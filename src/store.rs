use crate::entry::StoreEntry;
use crate::key::CacheKey;

use std::collections::{HashMap, VecDeque};
use std::time::Duration;

use log::debug;

/// A bounded key-to-entry table with TTL-based expiry and LRU eviction.
///
/// The wrapper owns two independent instances: the pending-call table, keyed
/// by the refresh TTL, and the result table, keyed by the max-age TTL. The
/// table is a plain container; the shared core serializes access to it.
pub(crate) struct Store<V> {
  entries: HashMap<CacheKey, StoreEntry<V>, ahash::RandomState>,
  // A queue of keys ordered by recent use (front is most recent).
  order: VecDeque<CacheKey>,
  ttl: Duration,
  capacity: Option<usize>,
}

impl<V> Store<V> {
  pub(crate) fn new(ttl: Duration, capacity: Option<usize>) -> Self {
    Self {
      entries: HashMap::with_hasher(ahash::RandomState::new()),
      order: VecDeque::new(),
      ttl,
      capacity,
    }
  }

  /// Looks up a live entry, updating recency on a hit.
  ///
  /// An entry whose age has reached the table's TTL reads as absent and is
  /// dropped on the spot, regardless of where it sits in the eviction order.
  pub(crate) fn get(&mut self, key: &CacheKey) -> Option<V>
  where
    V: Clone,
  {
    let hit = match self.entries.get(key) {
      None => return None,
      Some(entry) if entry.is_expired(self.ttl) => None,
      Some(entry) => Some(entry.value().clone()),
    };

    match hit {
      Some(value) => {
        self.touch(key);
        Some(value)
      }
      None => {
        self.purge(key);
        None
      }
    }
  }

  /// Whether a live entry exists for the key. Counts as a read for recency.
  pub(crate) fn contains(&mut self, key: &CacheKey) -> bool {
    let live = match self.entries.get(key) {
      None => return false,
      Some(entry) => !entry.is_expired(self.ttl),
    };

    if live {
      self.touch(key);
    } else {
      self.purge(key);
    }
    live
  }

  /// Inserts or replaces the entry for a key, making it the most recently
  /// used, then enforces the capacity bound by evicting from the tail.
  pub(crate) fn insert(&mut self, key: CacheKey, value: V) {
    if self.entries.insert(key, StoreEntry::new(value)).is_some() {
      self.touch(&key);
    } else {
      self.order.push_front(key);
    }

    if let Some(capacity) = self.capacity {
      while self.entries.len() > capacity {
        match self.order.pop_back() {
          Some(victim) => {
            self.entries.remove(&victim);
            debug!("evicted least-recently-used entry {:?}", victim);
          }
          None => break,
        }
      }
    }
  }

  pub(crate) fn remove(&mut self, key: &CacheKey) -> Option<V> {
    let removed = self.entries.remove(key)?;
    self.order.retain(|k| k != key);
    Some(removed.into_value())
  }

  /// Removes the entry only when the stored value satisfies the predicate.
  /// Used to let a finished dispatch clear its own pending marker without
  /// disturbing a superseding one. Does not count as a read for recency.
  pub(crate) fn remove_if(&mut self, key: &CacheKey, predicate: impl FnOnce(&V) -> bool) -> bool {
    let matched = match self.entries.get(key) {
      Some(entry) => predicate(entry.value()),
      None => false,
    };
    if matched {
      self.purge(key);
    }
    matched
  }

  pub(crate) fn clear(&mut self) {
    self.entries.clear();
    self.order.clear();
  }

  #[cfg(test)]
  pub(crate) fn len(&self) -> usize {
    self.entries.len()
  }

  /// Moves the key to the front of the usage queue.
  fn touch(&mut self, key: &CacheKey) {
    if let Some(pos) = self.order.iter().position(|k| k == key) {
      if let Some(key) = self.order.remove(pos) {
        self.order.push_front(key);
      }
    }
  }

  /// Drops the slot and its order entry.
  fn purge(&mut self, key: &CacheKey) {
    self.entries.remove(key);
    self.order.retain(|k| k != key);
  }
}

Problem to solve
Each line of the records with the word "removed" in it is to be copied.

Reply
    let removed = self.entries.remove(key)?;
    Some(removed.into_value())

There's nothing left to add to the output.